The above command shows the following results.

*** Running hw mode ***  Use Command Line to run application!
cd ./../build/HBM_overlapBanks_d512_txSize64 &&  ./host vadd_hw.xclbin 384 0 1 64;

 Total Data of 384.000 Mbytes to be written to global memory from host

 Kernel is invoked 1 time and repeats itself 1 times

Found Platform
Platform Name: Xilinx
DEVICE xilinx_u50_gen3x16_xdma_201920_3
INFO: Reading vadd_hw.xclbin
Loading: 'vadd_hw.xclbin'
- host loop iteration #0 of 1 total iterations
kernel_time_in_sec = 0.0311151
Duration using events profiling: 30897093 ns
 match_count = 100663296 mismatch_count = 0 total_data_size = 100663296
Throughput Achieved = 13.0321 GB/s
TEST PASSED

When multiple ports are sharing overlapping bank and one (or more) of the buffer trying to utilize the overlapping portion, the order of assigning buffers (in the host code) to the corresponding kernel ports can become important. In this particular example, both buffers for the ports in1 and in2 are trying to utilize the overlapping bank 1 when each of them allocating 384 MB. Hence, the host application must assign buffer for in1 first, and then assigns buffer for in2. Reversing this sequence will result into the bad alloc error. This is demonstrated in the following figure.
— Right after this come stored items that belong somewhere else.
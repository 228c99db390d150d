//! Worker placement
//!
//! The conductor asks a [`Cluster`] for one worker per node. Workers are
//! linked to the conductor, so a worker that dies shows up as a
//! supervision event on the conductor.

use std::sync::Arc;

use async_trait::async_trait;
use dashmap::DashMap;
use ractor::{Actor, ActorCell, ActorRef};
use shared_types::ExecutionNumber;

use crate::actors::worker::{WorkerActor, WorkerArguments, WorkerMsg, WorkerPlacement};
use crate::algorithm::AlgorithmRegistry;
use crate::error::PregelError;
use crate::storage::GraphStore;

/// Live workers by execution and node
pub type WorkerDirectory = Arc<DashMap<(ExecutionNumber, String), ActorRef<WorkerMsg>>>;

#[async_trait]
pub trait Cluster: Send + Sync {
    /// Spawn the worker for `placement`, linked to `supervisor`
    async fn spawn_worker(
        &self,
        placement: WorkerPlacement,
        supervisor: ActorCell,
    ) -> Result<ActorRef<WorkerMsg>, PregelError>;

    fn worker(&self, execution: ExecutionNumber, node: &str) -> Option<ActorRef<WorkerMsg>>;

    /// Forget every worker of `execution`
    fn release_workers(&self, execution: ExecutionNumber);
}

/// Runs every "node" in this process against one shared store
pub struct LocalCluster {
    store: Arc<dyn GraphStore>,
    algorithms: AlgorithmRegistry,
    workers: WorkerDirectory,
}

impl LocalCluster {
    pub fn new(store: Arc<dyn GraphStore>, algorithms: AlgorithmRegistry) -> Self {
        Self {
            store,
            algorithms,
            workers: Arc::new(DashMap::new()),
        }
    }

    pub fn worker_count(&self) -> usize {
        self.workers.len()
    }
}

#[async_trait]
impl Cluster for LocalCluster {
    async fn spawn_worker(
        &self,
        placement: WorkerPlacement,
        supervisor: ActorCell,
    ) -> Result<ActorRef<WorkerMsg>, PregelError> {
        let key = (placement.execution, placement.node.clone());
        let args = WorkerArguments {
            placement,
            store: Arc::clone(&self.store),
            algorithms: self.algorithms.clone(),
        };
        let (worker, _handle) = Actor::spawn_linked(None, WorkerActor, args, supervisor)
            .await
            .map_err(|e| {
                PregelError::WorkerFailed(format!("failed to spawn worker on {}: {e}", key.1))
            })?;
        tracing::debug!(
            execution = %key.0,
            node = %key.1,
            actor_id = %worker.get_id(),
            "Spawned WorkerActor"
        );
        self.workers.insert(key, worker.clone());
        Ok(worker)
    }

    fn worker(&self, execution: ExecutionNumber, node: &str) -> Option<ActorRef<WorkerMsg>> {
        self.workers
            .get(&(execution, node.to_string()))
            .map(|entry| entry.value().clone())
    }

    fn release_workers(&self, execution: ExecutionNumber) {
        self.workers.retain(|(e, _), _| *e != execution);
    }
}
Buffer Assignment for overlapping banks

In other words, there is no Lazy Allocation. The buffers are allocated upfront (and immediately) following the host code buffer handling order.

Additionally, you can also connect all the 32 HBM banks to each of the kernel ports based on the application requirement. This way, the whole memory space will be available to all the ports. The overall HBM efficiency will vary based on the access pattern and how many channels are being accessed, as described in the previous tutorial module.